The Benefits of Multianalysis and Poor Man’s Ensembles

Abstract
A new approach to probabilistic forecasting is proposed, based on the generation of an ensemble of equally likely analyses of the current state of the atmosphere. The rationale behind this approach is to mimic a poor man’s ensemble, which combines the deterministic forecasts from national meteorological services around the world. The multianalysis ensemble aims to generate a series of forecasts that are both as skillful as each other and the control forecast. This produces an ensemble mean forecast that is superior not only to the ensemble members, but to the control forecast in the short range even for slowly varying parameters, such as 500-hPa height. This is something that it is not possible with traditional ensemble methods, which perturb a central analysis. The results herein show that the multianalysis ensemble is more skillful than the Met Office’s high-resolution forecast by 4.5% over the first 3 days (on average as measured for RMSE). Similar results are found for different verification scores and various regions of the globe.

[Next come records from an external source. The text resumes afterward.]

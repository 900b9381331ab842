//! Turns a platform profile plus overrides into what the compiler consumes.

use super::{cfg_name, resolve, Environment, PlatformProfile};

/// One flag after overrides were applied.
#[derive(Debug, Clone, Copy, PartialEq, Eq)]
pub struct ResolvedFlag {
    pub name: &'static str,
    pub enabled: bool,
}

impl ResolvedFlag {
    /// The definition value, `"1"` or `"0"`.
    pub fn value(&self) -> &'static str {
        if self.enabled {
            "1"
        } else {
            "0"
        }
    }
}

/// The effective build configuration. Produced once per build and never mutated.
#[derive(Debug, Clone, PartialEq, Eq)]
pub struct ResolvedConfiguration {
    flags: Vec<ResolvedFlag>,
    compile_args: Vec<&'static str>,
}

/// Environment variable that carries the encoded flags into the compiled crate.
pub const RESOLVED_FLAGS_ENV: &str = "SIMSIMD_RESOLVED_FLAGS";
/// Environment variable that carries the base compiler arguments into the compiled crate.
pub const COMPILE_ARGS_ENV: &str = "SIMSIMD_COMPILE_ARGS";

/// Resolves every flag of `profile` against `environment`.
///
/// The profile lists feature toggles ahead of target flags, and they are
/// resolved in that order, one lookup per flag.
pub fn emit(profile: &PlatformProfile, environment: &Environment) -> ResolvedConfiguration {
    let flags = profile
        .defaults
        .iter()
        .map(|flag| ResolvedFlag {
            name: flag.name,
            enabled: resolve(flag.name, flag.default, environment),
        })
        .collect();
    ResolvedConfiguration {
        flags,
        compile_args: profile.compile_args.to_vec(),
    }
}

impl ResolvedConfiguration {
    pub fn flags(&self) -> &[ResolvedFlag] {
        &self.flags
    }

    /// Base compiler arguments of the profile. Reported for diagnostics only:
    /// the kernels are Rust, so nothing is compiled with them.
    pub fn compile_args(&self) -> &[&'static str] {
        &self.compile_args
    }

    /// `None` if `name` isn't a flag of this configuration.
    pub fn is_enabled(&self, name: &str) -> Option<bool> {
        self.flags
            .iter()
            .find(|flag| flag.name == name)
            .map(|flag| flag.enabled)
    }

    /// Preprocessor-style `(NAME, "1" | "0")` definitions, in resolution order.
    pub fn definitions(&self) -> impl Iterator<Item = (&'static str, &'static str)> + '_ {
        self.flags.iter().map(|flag| (flag.name, flag.value()))
    }

    /// `NAME=1,NAME=0,...`
    pub fn encode(&self) -> String {
        self.definitions()
            .map(|(name, value)| format!("{name}={value}"))
            .collect::<Vec<_>>()
            .join(",")
    }

    /// Reverse of [`encode`](Self::encode) for strings embedded at compile time.
    ///
    /// Malformed entries are skipped. Values other than `"1"` read as disabled.
    pub fn decode(flags: &'static str, compile_args: &'static str) -> Self {
        let flags = flags
            .split(',')
            .filter_map(|entry| entry.split_once('='))
            .filter(|(name, _)| !name.is_empty())
            .map(|(name, value)| ResolvedFlag {
                name,
                enabled: value == super::ENABLE,
            })
            .collect();
        Self {
            flags,
            compile_args: compile_args.split_whitespace().collect(),
        }
    }

    /// Lines for `build.rs` to print.
    pub fn cargo_directives(&self) -> Vec<String> {
        let mut directives = Vec::with_capacity(self.flags.len() * 3 + 2);
        for (name, value) in self.definitions() {
            let cfg = cfg_name(name);
            directives.push(format!(
                "cargo:rustc-check-cfg=cfg({cfg}, values(\"0\", \"1\"))"
            ));
            directives.push(format!("cargo:rustc-cfg={cfg}=\"{value}\""));
            directives.push(format!("cargo:rerun-if-env-changed={name}"));
        }
        directives.push(format!("cargo:rustc-env={RESOLVED_FLAGS_ENV}={}", self.encode()));
        directives.push(format!(
            "cargo:rustc-env={COMPILE_ARGS_ENV}={}",
            self.compile_args.join(" ")
        ));
        directives
    }
}
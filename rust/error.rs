use thiserror::Error;

use crate::dispatch::{Dtype, Metric};

/// Why the dispatch table could not be populated.
///
/// Stored once and handed to every caller, hence `Clone`.
#[derive(Debug, Clone, PartialEq, Eq, Error)]
pub enum DispatchError {
    /// No compiled-in tier supported by this CPU implements the pair. The serial
    /// tier has no requirements, so this means the kernel registry is broken.
    #[error("no compiled-in kernel for `{metric}` over `{dtype}` is supported by this CPU")]
    NoSatisfyingTier { metric: Metric, dtype: Dtype },

    /// Population panicked. The panic is caught so the cell still settles on a
    /// terminal state.
    #[error("dispatch table population panicked: {message}")]
    PopulationPanicked { message: String },
}
//! Directed relaxation graph derived from a validated snapshot.

use crate::validate::ValidatedGraph;

/// Directed relaxation record. Two of these, one per direction, stand in
/// for each undirected input edge.
#[derive(Debug, Clone, Copy, PartialEq)]
pub struct DirectedEdge {
    pub from: usize,
    pub to: usize,
    pub weight: f64,
}

/// Edge list the relaxation passes iterate over.
#[derive(Debug, Clone)]
pub struct SearchGraph {
    node_count: usize,
    edges: Vec<DirectedEdge>,
}

impl SearchGraph {
    /// Number of nodes addressed by the dense indices.
    pub fn node_count(&self) -> usize {
        self.node_count
    }

    /// Directed records in relaxation order.
    pub fn edges(&self) -> &[DirectedEdge] {
        &self.edges
    }
}

/// Expand every undirected edge into its two directed relaxation records.
///
/// Records keep the input edge order, source direction first; relaxation
/// visits them in exactly this order, which fixes which predecessor wins
/// among equal-distance alternatives.
pub fn build_search_graph(validated: &ValidatedGraph<'_>) -> SearchGraph {
    let graph = validated.graph();
    let mut edges = Vec::with_capacity(graph.edges().len() * 2);
    for edge in graph.edges() {
        let from = graph
            .node_index(&edge.source)
            .expect("validated edge source resolves");
        let to = graph
            .node_index(&edge.target)
            .expect("validated edge target resolves");
        edges.push(DirectedEdge {
            from,
            to,
            weight: edge.distance,
        });
        edges.push(DirectedEdge {
            from: to,
            to: from,
            weight: edge.distance,
        });
    }

    SearchGraph {
        node_count: graph.nodes().len(),
        edges,
    }
}
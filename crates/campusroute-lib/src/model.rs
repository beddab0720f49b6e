use std::collections::HashMap;
use std::fs;
use std::path::Path;

use serde::{Deserialize, Serialize};

use crate::error::Result;

/// Identifier for a point of interest, unique and case-sensitive.
pub type NodeId = String;

/// Point of interest on the campus map.
///
/// Coordinates are presentation data for the rendering collaborator; the
/// routing algorithm never reads them.
#[derive(Debug, Clone, PartialEq, Serialize, Deserialize)]
pub struct Node {
    pub id: NodeId,
    pub label: String,
    pub lat: f64,
    pub lng: f64,
}

/// Measured path segment between two points of interest.
///
/// Segments are traversable in both directions; `source`/`target` only
/// record the direction the segment was entered in.
#[derive(Debug, Clone, PartialEq, Serialize, Deserialize)]
pub struct Edge {
    pub source: NodeId,
    pub target: NodeId,
    pub distance: f64,
}

/// Endpoints of a shortest-path computation.
#[derive(Debug, Clone, PartialEq, Eq, Serialize, Deserialize)]
pub struct PathQuery {
    pub start_node: NodeId,
    pub end_node: NodeId,
}

impl PathQuery {
    /// Convenience constructor for a query between two node ids.
    pub fn new(start: impl Into<NodeId>, end: impl Into<NodeId>) -> Self {
        Self {
            start_node: start.into(),
            end_node: end.into(),
        }
    }
}

/// Immutable snapshot of the campus graph for one computation.
///
/// Construction builds the node-id to dense-index map once; the search keeps
/// its distance and predecessor tables in arrays indexed by it. Updating the
/// graph means constructing a new `GraphModel` value.
#[derive(Debug, Clone, Default)]
pub struct GraphModel {
    nodes: Vec<Node>,
    edges: Vec<Edge>,
    index: HashMap<NodeId, usize>,
}

impl GraphModel {
    pub fn new(nodes: Vec<Node>, edges: Vec<Edge>) -> Self {
        let mut index = HashMap::with_capacity(nodes.len());
        for (position, node) in nodes.iter().enumerate() {
            // First occurrence wins; duplicates are rejected by validation.
            index.entry(node.id.clone()).or_insert(position);
        }
        Self {
            nodes,
            edges,
            index,
        }
    }

    /// Nodes in their original insertion order.
    pub fn nodes(&self) -> &[Node] {
        &self.nodes
    }

    /// Edges in their original insertion order.
    pub fn edges(&self) -> &[Edge] {
        &self.edges
    }

    /// Dense index for a node id, if present.
    pub fn node_index(&self, id: &str) -> Option<usize> {
        self.index.get(id).copied()
    }

    /// Lookup a node by its case-sensitive id.
    pub fn node_by_id(&self, id: &str) -> Option<&Node> {
        self.node_index(id).map(|position| &self.nodes[position])
    }
}

/// Graph definition exchanged with the editing collaborator.
///
/// The logical shape is `{ nodes, edges, start_node, end_node }`. The
/// endpoints are optional because the query may be supplied separately from
/// the graph itself.
#[derive(Debug, Clone, Serialize, Deserialize)]
pub struct GraphDocument {
    pub nodes: Vec<Node>,
    pub edges: Vec<Edge>,
    #[serde(default, skip_serializing_if = "Option::is_none")]
    pub start_node: Option<NodeId>,
    #[serde(default, skip_serializing_if = "Option::is_none")]
    pub end_node: Option<NodeId>,
}

impl GraphDocument {
    /// Split the document into a graph snapshot and the embedded query, if
    /// both endpoints were present.
    pub fn into_parts(self) -> (GraphModel, Option<PathQuery>) {
        let GraphDocument {
            nodes,
            edges,
            start_node,
            end_node,
        } = self;
        let query = match (start_node, end_node) {
            (Some(start_node), Some(end_node)) => Some(PathQuery {
                start_node,
                end_node,
            }),
            _ => None,
        };
        (GraphModel::new(nodes, edges), query)
    }
}

/// Load a graph document from a JSON file.
pub fn load_graph_document(path: &Path) -> Result<GraphDocument> {
    let raw = fs::read_to_string(path)?;
    let document = serde_json::from_str(&raw)?;
    Ok(document)
}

In contrast, the ensemble mean for the ensemble currently run by the Met Office performs 1.5% worse than the high-resolution forecast (similar results are found for the ECMWF ensemble). It is argued that the multianalysis approach is therefore superior to current ensemble methods. The multianalysis results were achieved with a two-member ensemble: the forecast from a high-resolution model plus a low-resolution perturbed model. It may be possible to achieve greater improvements with a larger ensemble.